Taking the bus tour of Berlin gave me a good overview of the city, and the division that once existed between East and West, and how the four Allied powers shaped the city after the war.
The following day I started off with trying to find a Starbucks location that was open at 8:30 in the morning on a Saturday, and I ended up walking over to Hackescher Market, where they were also setting up a community market for the day.
After Starbucks, I headed over to the DDR Museum. The museum required a pre purchased ticket and selecting a time slot. However, once I got there, there was clearly no attempt at social distancing, and the exhibits were very hands on, with a lot of touching of surfaces and whatnot. This then got me thinking, I really don’t want to get COVID after 1 week into a 6 week sabbatical, so I did what I could, masked up, and used a shit ton of hand sanitizer. No signs of covid yet, so I guess that’s a good sign.
I had lunch, a Cesar Wrap from a chain health food store, Dean and David, which was fine for chain food, and affordable, then walked across the street to Monbijoupark park for people watching, which has become one of my favorite activities for this trip.
Then, I caught a train back to the main train station to checkout the Reichstag building and Brandenburg Gate complex. Evidently, I arrived about the same time as a large demonstration against high energy prices and pushing for more green energy.
I then took a walk down the boulevard connecting Brandenburg Gate to Alexanderplatz, before settling down for a pizza for dinner. I had originally wanted to go to an Irish pub I had spotted in Hackescher Market, but the place was quite crowded so I went to the pizza place instead. The pizza had quite a bit of arugula on it, so I think that should could as my vegetables for today.
The following day I took another walk, this one from Brandenburg gate through the Tiergarten and on to Charlottetonburger Gate, on the other side of the park. After that I stoped by a street market for a Zucchinipuffer sandwich for lunch.
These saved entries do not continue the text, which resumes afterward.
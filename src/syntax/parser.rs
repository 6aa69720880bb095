//! Tree-sitter tokenizers
//!
//! Each built-in language pairs a grammar with a highlight query. Parsing
//! yields a tree, the query yields captures, and the captures are flattened
//! into non-overlapping `CodeToken`s.

use std::sync::Mutex;

use anyhow::{anyhow, Result};
use streaming_iterator::StreamingIterator;
use tree_sitter::{Language, Parser, Query, QueryCursor};

use super::highlights::{kind_for_capture, CodeToken, TokenType};
use super::languages::LanguageId;
use super::registry::Tokenizer;

// Embedded query files
const JAVASCRIPT_HIGHLIGHTS: &str = include_str!("../../queries/javascript/highlights.scm");
const TYPESCRIPT_HIGHLIGHTS: &str = include_str!("../../queries/typescript/highlights.scm");
const JSON_HIGHLIGHTS: &str = include_str!("../../queries/json/highlights.scm");

// Queries shipped with the grammar crates
const RUST_HIGHLIGHTS: &str = tree_sitter_rust::HIGHLIGHTS_QUERY;
const PYTHON_HIGHLIGHTS: &str = tree_sitter_python::HIGHLIGHTS_QUERY;
const GO_HIGHLIGHTS: &str = tree_sitter_go::HIGHLIGHTS_QUERY;
const PHP_HIGHLIGHTS: &str = tree_sitter_php::HIGHLIGHTS_QUERY;
const C_HIGHLIGHTS: &str = tree_sitter_c::HIGHLIGHT_QUERY;
const CPP_HIGHLIGHTS: &str = tree_sitter_cpp::HIGHLIGHT_QUERY;
const JAVA_HIGHLIGHTS: &str = tree_sitter_java::HIGHLIGHTS_QUERY;
const BASH_HIGHLIGHTS: &str = tree_sitter_bash::HIGHLIGHT_QUERY;
const XML_HIGHLIGHTS: &str = tree_sitter_xml::XML_HIGHLIGHT_QUERY;

/// Grammar and highlight query source for a language
fn grammar(lang: LanguageId) -> (Language, String) {
    match lang {
        LanguageId::Rust => (tree_sitter_rust::LANGUAGE.into(), RUST_HIGHLIGHTS.into()),
        LanguageId::Python => (tree_sitter_python::LANGUAGE.into(), PYTHON_HIGHLIGHTS.into()),
        LanguageId::JavaScript => (
            tree_sitter_javascript::LANGUAGE.into(),
            JAVASCRIPT_HIGHLIGHTS.into(),
        ),
        // TypeScript grammars extend JavaScript, so the JS query applies too
        LanguageId::TypeScript => (
            tree_sitter_typescript::LANGUAGE_TYPESCRIPT.into(),
            format!("{}\n{}", JAVASCRIPT_HIGHLIGHTS, TYPESCRIPT_HIGHLIGHTS),
        ),
        LanguageId::Tsx => (
            tree_sitter_typescript::LANGUAGE_TSX.into(),
            format!("{}\n{}", JAVASCRIPT_HIGHLIGHTS, TYPESCRIPT_HIGHLIGHTS),
        ),
        LanguageId::Json => (tree_sitter_json::LANGUAGE.into(), JSON_HIGHLIGHTS.into()),
        LanguageId::Go => (tree_sitter_go::LANGUAGE.into(), GO_HIGHLIGHTS.into()),
        LanguageId::C => (tree_sitter_c::LANGUAGE.into(), C_HIGHLIGHTS.into()),
        LanguageId::Cpp => (tree_sitter_cpp::LANGUAGE.into(), CPP_HIGHLIGHTS.into()),
        LanguageId::Java => (tree_sitter_java::LANGUAGE.into(), JAVA_HIGHLIGHTS.into()),
        LanguageId::Bash => (tree_sitter_bash::LANGUAGE.into(), BASH_HIGHLIGHTS.into()),
        LanguageId::Php => (tree_sitter_php::LANGUAGE_PHP.into(), PHP_HIGHLIGHTS.into()),
        LanguageId::Xml => (tree_sitter_xml::LANGUAGE_XML.into(), XML_HIGHLIGHTS.into()),
    }
}

/// A capture resolved to a byte range and token kind
#[derive(Debug, Clone, Copy)]
struct Capture {
    start: usize,
    end: usize,
    pattern: usize,
    kind: Option<TokenType>,
}

/// Tokenizer backed by a tree-sitter grammar.
///
/// Parsers are `!Sync`, so the parser sits behind a mutex; the compiled
/// query is shared freely.
pub struct TreeSitterTokenizer {
    language: LanguageId,
    parser: Mutex<Parser>,
    query: Query,
}

impl TreeSitterTokenizer {
    /// Build the parser and compile the highlight query for a language
    pub fn new(language: LanguageId) -> Result<Self> {
        let (ts_lang, highlights_scm) = grammar(language);

        let mut parser = Parser::new();
        parser
            .set_language(&ts_lang)
            .map_err(|e| anyhow!("failed to set language for {:?}: {}", language, e))?;

        let query = Query::new(&ts_lang, &highlights_scm)
            .map_err(|e| anyhow!("failed to compile query for {:?}: {:?}", language, e))?;

        Ok(Self {
            language,
            parser: Mutex::new(parser),
            query,
        })
    }

    pub fn language(&self) -> LanguageId {
        self.language
    }

    /// Collect every capture the query produces for `source`
    fn captures(&self, source: &str) -> Result<Vec<Capture>> {
        let tree = {
            let mut parser = self
                .parser
                .lock()
                .map_err(|_| anyhow!("parser for {:?} poisoned", self.language))?;
            parser
                .parse(source, None)
                .ok_or_else(|| anyhow!("parse failed for {:?}", self.language))?
        };

        let mut cursor = QueryCursor::new();
        let names = self.query.capture_names();
        let mut out = Vec::new();

        let mut captures = cursor.captures(&self.query, tree.root_node(), source.as_bytes());
        while let Some((query_match, capture_idx)) = captures.next() {
            let capture = &query_match.captures[*capture_idx];
            let range = capture.node.byte_range();
            if range.start >= range.end {
                continue;
            }
            let name = names[capture.index as usize];
            let mut kind = kind_for_capture(name);
            // Some grammars file numeric literals under @constant.builtin
            if name.starts_with("constant")
                && source
                    .get(range.clone())
                    .is_some_and(|text| text.starts_with(|c: char| c.is_ascii_digit()))
            {
                kind = Some(TokenType::Number);
            }
            out.push(Capture {
                start: range.start,
                end: range.end,
                pattern: query_match.pattern_index,
                kind,
            });
        }

        Ok(out)
    }
}

impl Tokenizer for TreeSitterTokenizer {
    fn tokenize(&self, code: &str) -> Result<Vec<CodeToken>> {
        let captures = self.captures(code)?;
        let tokens = flatten_captures(code, captures);
        tracing::trace!(
            "{:?}: {} bytes -> {} tokens",
            self.language,
            code.len(),
            tokens.len()
        );
        Ok(tokens)
    }
}

/// Flatten possibly nested captures into sorted, non-overlapping tokens.
///
/// For the same node the earliest pattern wins; a nested node paints over
/// its parent within its own range.
fn flatten_captures(source: &str, mut captures: Vec<Capture>) -> Vec<CodeToken> {
    captures.sort_by(|a, b| {
        a.start
            .cmp(&b.start)
            .then(b.end.cmp(&a.end))
            .then(a.pattern.cmp(&b.pattern))
    });
    captures.dedup_by(|later, first| later.start == first.start && later.end == first.end);

    let mut paint: Vec<Option<TokenType>> = vec![None; source.len()];
    for capture in &captures {
        let end = capture.end.min(source.len());
        for slot in &mut paint[capture.start.min(end)..end] {
            *slot = capture.kind;
        }
    }

    let mut tokens = Vec::new();
    let mut idx = 0;
    while idx < paint.len() {
        let Some(kind) = paint[idx] else {
            idx += 1;
            continue;
        };
        let start = idx;
        while idx < paint.len() && paint[idx] == Some(kind) {
            idx += 1;
        }
        // Node ranges are char-aligned; guard anyway so slicing never panics
        if kind != TokenType::Normal
            && source.is_char_boundary(start)
            && source.is_char_boundary(idx)
        {
            tokens.push(CodeToken::new(&source[start..idx], kind, start));
        }
    }

    tokens
}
Looking on the internet, it appears this is just a zucchini fritter, converted to sandwich form for consumption in street markets. Never the less, it was a quite tasty lunch for only five euros.
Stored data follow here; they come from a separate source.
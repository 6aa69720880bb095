use std::io::Read;
use std::path::PathBuf;
use std::sync::mpsc::{Receiver, RecvTimeoutError};
use std::sync::Arc;
use std::time::{Duration, Instant};

use anyhow::{Context, Result};
use clap::Parser;

use chatmark::config::RenderConfig;
use chatmark::highlight::{CacheKey, ColoredSegment, Highlight, HighlightPipeline};
use chatmark::markdown::{self, Block};
use chatmark::syntax::TokenizerRegistry;
use chatmark::terminal::TerminalRenderer;
use chatmark::theme::ThemeSet;

mod cli;

use cli::CliArgs;

fn main() -> Result<()> {
    let args = CliArgs::parse();
    chatmark::tracing::init();

    let mut config = RenderConfig::load();
    if args.light {
        config.dark = false;
    }
    if let Some(id) = args.dark_theme.clone() {
        config.dark_theme = id;
    }
    if let Some(id) = args.light_theme.clone() {
        config.light_theme = id;
    }

    let source = read_input(&args.files)?;
    let blocks = markdown::parse(&source);
    tracing::debug!("Parsed {} blocks from {} bytes", blocks.len(), source.len());

    if args.json {
        println!("{}", serde_json::to_string_pretty(&blocks)?);
        return Ok(());
    }

    let themes = Arc::new(ThemeSet::load(&config.dark_theme, &config.light_theme));
    let pipeline = HighlightPipeline::new(
        Arc::new(TokenizerRegistry::with_defaults()),
        config.pipeline_config(),
    );
    pipeline.set_palette(themes.clone());

    let completed = pipeline.subscribe();
    let mut highlights: Vec<Highlight> = blocks
        .iter()
        .filter_map(|block| match block {
            Block::CodeBlock { text, language } => {
                Some(pipeline.request(language.as_deref().unwrap_or(""), config.dark, text))
            }
            _ => None,
        })
        .collect();

    wait_for_highlights(
        &pipeline,
        &completed,
        &mut highlights,
        Duration::from_millis(args.wait_ms),
    );

    let segments: Vec<Vec<ColoredSegment>> = highlights
        .into_iter()
        .map(|highlight| match highlight {
            Highlight::Ready(segments) => segments,
            Highlight::Pending { placeholder, .. } => placeholder,
        })
        .collect();

    let renderer = TerminalRenderer::new(themes.get(config.dark), !args.no_color);
    print!("{}", renderer.render(&blocks, &segments));
    Ok(())
}

/// Concatenate the given files, or read stdin when there are none
fn read_input(files: &[PathBuf]) -> Result<String> {
    if files.is_empty() {
        let mut text = String::new();
        std::io::stdin()
            .read_to_string(&mut text)
            .context("Failed to read stdin")?;
        return Ok(text);
    }

    let mut parts = Vec::with_capacity(files.len());
    for path in files {
        let text = std::fs::read_to_string(path)
            .with_context(|| format!("Failed to read {}", path.display()))?;
        parts.push(text);
    }
    Ok(parts.join("\n\n"))
}

/// Swap placeholders for finished results as completions arrive, until all
/// are ready or `timeout` passes
fn wait_for_highlights(
    pipeline: &HighlightPipeline,
    completed: &Receiver<CacheKey>,
    highlights: &mut [Highlight],
    timeout: Duration,
) {
    let deadline = Instant::now() + timeout;

    while highlights.iter().any(|h| !h.is_ready()) {
        let remaining = deadline.saturating_duration_since(Instant::now());
        let key = match completed.recv_timeout(remaining) {
            Ok(key) => key,
            Err(RecvTimeoutError::Timeout) => {
                tracing::warn!("Highlighting did not finish within {:?}", timeout);
                return;
            }
            Err(RecvTimeoutError::Disconnected) => return,
        };

        for highlight in highlights.iter_mut() {
            if matches!(highlight, Highlight::Pending { key: pending, .. } if *pending == key) {
                if let Some(segments) = pipeline.cached(key) {
                    *highlight = Highlight::Ready(segments);
                }
            }
        }
    }
}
I then got on the train at Tiergarten station and headed over to East Side Gallery, the largest section of the wall that remains. I had gone past it previously as part of the hop on hop off bus tour, and decided I should take a closer look. After hanging out here for an hour or so, doing some more people watching, I got back on the bus to the hotel in Alexanderplatz, got rid of some clothing layers, as it was starting to get a bit warm, and headed back to the Irish bar that I had tried to go to the night before for a Guinness or two. However, the Hot Spurs were playing, and losing to Newcastle, so I made it three.
After that, I got on the tram back to the hotel, as this was my last night in Berlin. I didn’t sleep that well that night as I was somewhat trying to mentally figure out how to get from Prague, my destination the next day, to the west side of the continent, even though I still have over two weeks to get there, and my hermit travel period is barley a quarter the way through.
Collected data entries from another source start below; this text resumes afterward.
//! Pipe table rows and separator lines.

use super::types::TableAlign;

/// Split a table row into trimmed cells.
///
/// One optional leading and trailing `|` is stripped first. There are no
/// escape sequences; every `|` is a cell boundary.
pub fn split_row(line: &str) -> Vec<String> {
    let mut row = line.trim();
    row = row.strip_prefix('|').unwrap_or(row);
    row = row.strip_suffix('|').unwrap_or(row);
    row.split('|').map(|cell| cell.trim().to_string()).collect()
}

/// Parse a separator row such as `|---|:--:|--:|`.
///
/// Every cell may only contain `-`, `:` and spaces and must contain at least
/// one `-`. Returns one alignment per column.
pub fn parse_separator(line: &str) -> Option<Vec<TableAlign>> {
    if !line.contains('|') {
        return None;
    }

    split_row(line)
        .iter()
        .map(|cell| {
            let valid = cell.contains('-') && cell.chars().all(|c| matches!(c, '-' | ':' | ' '));
            valid.then(|| {
                match (cell.starts_with(':'), cell.ends_with(':')) {
                    (true, true) => TableAlign::Center,
                    (false, true) => TableAlign::Right,
                    _ => TableAlign::Left,
                }
            })
        })
        .collect()
}

/// Whether a line could be the header row of a table
pub fn is_header_candidate(line: &str) -> bool {
    if !line.contains('|') {
        return false;
    }
    let trimmed = line.trim_start();
    trimmed.starts_with('|') || trimmed.starts_with(|c: char| c.is_alphanumeric())
}

/// Pad with empty cells or truncate so the row has `columns` cells
pub fn fit_row(mut cells: Vec<String>, columns: usize) -> Vec<String> {
    cells.resize(columns, String::new());
    cells
}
The following day however I got up early for my last hotel breakfast for at least the next couple of days, as I did not book the breakfast in Prague, and took the tram back to the train station.
Hotel check out time was at noon however my train to Prague didn’t leave until 3, so I threw my belongs into a train station locker, four euros for keeping my stuff for a little over two hours seems a bit excessive, but it did relieve me of the hassle of having to lug my stuff around for an additional two hours.
I found a Pret-A-Mange for lunch, and then had lunch next to the Borg cube that was built next to the train station, before going for one last walk through the Tiergarten.
At three then, I got on the train and was off to Prague.